I wrote extensively about it in my book (Butterfly Child), but I feel the need to make my feelings more “public”, so to speak, because, once again, I was attacked for it, merciless.
I am not sure why people I do not know, who very obviously (having met them or seen their pics) are dealing with a different subtype or subform of EB feel the need to go to the extent of calling me a “bad”, “horrific” or a “crazy mother” and why they feel the need to “tell me what to do”, as if, after 19 years of inspecting every inch of Nicky’s skin and trying all sorts of things to improve things, apparently I must be an idiot in their view. When I tell them this (yes, “them”, this has happened many more times than just once), they said that they “know better than me” because they have EB too, and unlike me, they have EB, so they know best.
I cannot tell you how irritating this is. It’s so condescending and disrespectful I wonder why they think that EBers are all created equal and the same. They are not. I’ve seen EB in every way, shape and form, and I am here to tell you, EVERY EB PATIENT IS DIFFERENT. Do not compare. Ever.
I’ve said this before, but I will say it again. There are so many subtypes and subforms of EB that to bunch them all up in one neat little package or treat every patient equally is a great disservice to each and every one of them.
So, why do I bandage Nicky? Let me give you some examples.
- When Nicky was just a few months old (no more than 3 or 4) he developed a big blister on his chest. I popped it and air dried it. The skin that regrew from there was a gigantic eye-sore; it was weak, leatherlike. It was so weak, in fact that within days of healing it re-opened as a wound, and the wound was exactly… EXACTLY the size and shape and covered the same area it was before. This time I kept it moist, I bandaged it. Yes, it took longer to heal, but when it did, the skin was now looking perfect, no scarring at all. None. It never re-opened again. Never.
- Nicky was 18 months old when he developed a blister as big as my hand under his shirt. I was not bandaging his chest at the time, and when all of a sudden I noticed his shirt being completely soaked, I lifted it, and in horror this monster blister covered half his chest in front AND back. It was enormous. That’s when I started bandaging Nicky’s chest heavily to prevent this from happening again. It never happened again. Never.
- There have been times, too many to count (hundreds for sure) where a blister appeared ONLY in an area that was unbandaged and promptly stopped when it encountered a bandaged area. It never infiltrated the bandaged area. Never. Hmmm…

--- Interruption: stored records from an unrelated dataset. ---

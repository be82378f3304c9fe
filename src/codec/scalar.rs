//! Scalar codec: one cell between its text form and a typed value

use crate::config::ValueTransforms;
use crate::models::{CellValue, Column, DataType};
use chrono::{DateTime, NaiveDate, NaiveDateTime};
use once_cell::sync::Lazy;
use regex::Regex;

static NUMERIC_TOKEN: Lazy<Regex> = Lazy::new(|| Regex::new(r"^-?\d+(\.\d+)?$").unwrap());

/// Result of decoding one cell with column context
#[derive(Debug, Clone, PartialEq)]
pub struct Decoded {
    pub value: CellValue,
    /// Raw text when a typed decode discarded it as `Null`
    pub rejected: Option<String>,
}

/// Guess a value from a bare token
///
/// Numbers must look like `-?\d+(\.\d+)?`; `true`/`false` match in any case;
/// empty text is null. Dates are never inferred.
pub fn infer_token(raw: &str) -> CellValue {
    let token = raw.trim();
    if token.is_empty() {
        return CellValue::Null;
    }
    if NUMERIC_TOKEN.is_match(token)
        && let Ok(n) = token.parse::<f64>()
    {
        return CellValue::Number(n);
    }
    if token.eq_ignore_ascii_case("true") {
        return CellValue::Boolean(true);
    }
    if token.eq_ignore_ascii_case("false") {
        return CellValue::Boolean(false);
    }
    CellValue::String(token.to_string())
}

/// Decode a token for a declared type (or infer it when untyped)
pub fn decode(raw: &str, declared: Option<DataType>) -> CellValue {
    let token = raw.trim();
    if token.is_empty() {
        return CellValue::Null;
    }
    match declared {
        None => infer_token(token),
        Some(DataType::String) => CellValue::String(token.to_string()),
        Some(DataType::Number) => parse_number(token)
            .map(CellValue::Number)
            .unwrap_or(CellValue::Null),
        Some(DataType::Boolean) => CellValue::Boolean(token.eq_ignore_ascii_case("true")),
        Some(DataType::Date) => match parse_date(token) {
            Some(date) => CellValue::Date(date),
            None => CellValue::InvalidDate(token.to_string()),
        },
    }
}

/// Decode one cell for a column, honouring import transforms
pub fn decode_cell(raw: &str, column: &Column, transforms: &ValueTransforms) -> Decoded {
    let token = raw.trim();
    if token.is_empty() {
        return Decoded {
            value: CellValue::Null,
            rejected: None,
        };
    }
    if let Some(import) = transforms.import_for(column) {
        return Decoded {
            value: import(token, column),
            rejected: None,
        };
    }

    let value = decode(token, column.data_type);
    let rejected = (value.is_null() && column.data_type.is_some()).then(|| token.to_string());
    Decoded { value, rejected }
}

/// Bring an already-typed cell in line with the column's declared type
///
/// Used for grid cells and structured clipboard data. Text goes through
/// `decode_cell`; a value already of the declared type is kept; anything else
/// is re-decoded from its native text.
pub fn coerce(value: CellValue, column: &Column, transforms: &ValueTransforms) -> Decoded {
    let keep = |value| Decoded {
        value,
        rejected: None,
    };
    match (value, column.data_type) {
        (CellValue::Null, _) => keep(CellValue::Null),
        (CellValue::String(text), _) => decode_cell(&text, column, transforms),
        (other, _) if transforms.import_for(column).is_some() => {
            decode_cell(&other.to_text(), column, transforms)
        }
        (other, None) => keep(other),
        (v @ CellValue::Number(_), Some(DataType::Number))
        | (v @ CellValue::Boolean(_), Some(DataType::Boolean))
        | (v @ CellValue::Date(_), Some(DataType::Date))
        | (v @ CellValue::InvalidDate(_), Some(DataType::Date)) => keep(v),
        (other, Some(_)) => decode_cell(&other.to_text(), column, transforms),
    }
}

/// Text form of a value; null is always the empty string
pub fn encode(value: &CellValue, _declared: Option<DataType>) -> String {
    value.to_text()
}

/// Text form of one cell for a column, honouring export transforms
pub fn encode_cell(value: &CellValue, column: &Column, transforms: &ValueTransforms) -> String {
    if value.is_null() {
        return String::new();
    }
    match transforms.export_for(column) {
        Some(export) => export(value, column),
        None => encode(value, column.data_type),
    }
}

/// Parse a plain decimal; non-finite results are rejected
pub fn parse_number(token: &str) -> Option<f64> {
    let token = token.trim();
    // f64::from_str also accepts "inf"/"nan" spellings
    if token.is_empty() || token.chars().any(|c| c.is_ascii_alphabetic() && c != 'e' && c != 'E') {
        return None;
    }
    token.parse::<f64>().ok().filter(|n| n.is_finite())
}

/// Parse an ISO-8601 calendar date, truncating date-times to the day
pub fn parse_date(token: &str) -> Option<NaiveDate> {
    let token = token.trim();
    if let Ok(date) = NaiveDate::parse_from_str(token, "%Y-%m-%d") {
        return Some(date);
    }
    if let Ok(dt) = DateTime::parse_from_rfc3339(token) {
        return Some(dt.date_naive());
    }
    ["%Y-%m-%dT%H:%M:%S%.f", "%Y-%m-%d %H:%M:%S%.f", "%Y-%m-%dT%H:%M"]
        .iter()
        .find_map(|fmt| NaiveDateTime::parse_from_str(token, fmt).ok())
        .map(|dt| dt.date())
}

- There was a time when Nicky was 5 to 7 years old that the area on his leg between the knee and the ankle was a giant open wound on both legs. Just imagine having both your legs RAW from the knee down. It was horrible. In frustration, mostly because I had a new baby (call it lack of sleep or whatever) I decided to wrap his legs HEAVILY. By heavily I mean using two rolls of webril and two rolls of kerlix on both legs to prevent him from scratching and allow the healing to take place. After 4 months, both legs were completely healed. Nothing else had worked before. Nothing.
These are just a few examples from the book, but they explain well why I feel for Nicky, bandaging is the best option. I am not speaking for anyone else here, I am just speaking for Nicky. This is what works for him and him alone.

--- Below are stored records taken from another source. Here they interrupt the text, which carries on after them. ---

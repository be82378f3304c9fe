//! Spreadsheet grid and clipboard payload

use super::value::CellValue;
use serde::{Deserialize, Serialize};

/// One sheet of cells
///
/// Rows are not required to have equal length; readers pad short rows with
/// null.
#[derive(Debug, Clone, PartialEq, Default, Serialize, Deserialize)]
#[serde(rename_all = "camelCase")]
pub struct Grid {
    pub name: String,
    pub cells: Vec<Vec<CellValue>>,
    /// Index of the header row; `None` lets the reader use its default
    #[serde(default, skip_serializing_if = "Option::is_none")]
    pub header_row_offset: Option<usize>,
}

impl Grid {
    pub fn new(name: impl Into<String>, cells: Vec<Vec<CellValue>>) -> Self {
        Self {
            name: name.into(),
            cells,
            header_row_offset: None,
        }
    }

    pub fn with_header_row(mut self, offset: usize) -> Self {
        self.header_row_offset = Some(offset);
        self
    }

    /// Cell at (row, col); outside a short row reads as `Null`
    pub fn cell(&self, row: usize, col: usize) -> &CellValue {
        static NULL: CellValue = CellValue::Null;
        self.cells
            .get(row)
            .and_then(|r| r.get(col))
            .unwrap_or(&NULL)
    }
}

/// Data read from or written to a clipboard
///
/// `structured`, when present, is authoritative over re-parsing `text`.
#[derive(Debug, Clone, PartialEq, Default, Serialize, Deserialize)]
pub struct ClipboardPayload {
    pub text: String,
    #[serde(default, skip_serializing_if = "Option::is_none")]
    pub html: Option<String>,
    #[serde(default, skip_serializing_if = "Option::is_none")]
    pub structured: Option<Vec<Vec<CellValue>>>,
}

impl ClipboardPayload {
    /// Plain-text payload
    pub fn text(text: impl Into<String>) -> Self {
        Self {
            text: text.into(),
            html: None,
            structured: None,
        }
    }

    pub fn with_structured(mut self, cells: Vec<Vec<CellValue>>) -> Self {
        self.structured = Some(cells);
        self
    }
}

Over the years we tweaked things. We bandage more or less on areas depending on what keeps the blistering at bay and what doesn’t. Some areas require more bandaging, some areas less, some areas none at all. We just go with the flow with what works for that particular body part at that specific time. And, trust me, I would not be spending all this time bandaging if I didn’t feel it was necessary. I just do what needs to be done. For Nicky. Not for anyone else. For Nicky. What I do or say in no way dictate what anyone else should do. We are all in a trial and error mode here.
I may not have EB myself, but I do know my son’s skin. Boy, do I know my son’s skin!!! Please don’t tell me or any other EB mom otherwise. It’s just rude, it really is. Respect and support is what we need, not judgement and being called names. Don’t pretend to know what someone else’s life is like, not even if you have the same general diagnosys, I don’t judge you, so please don’t do the same to me.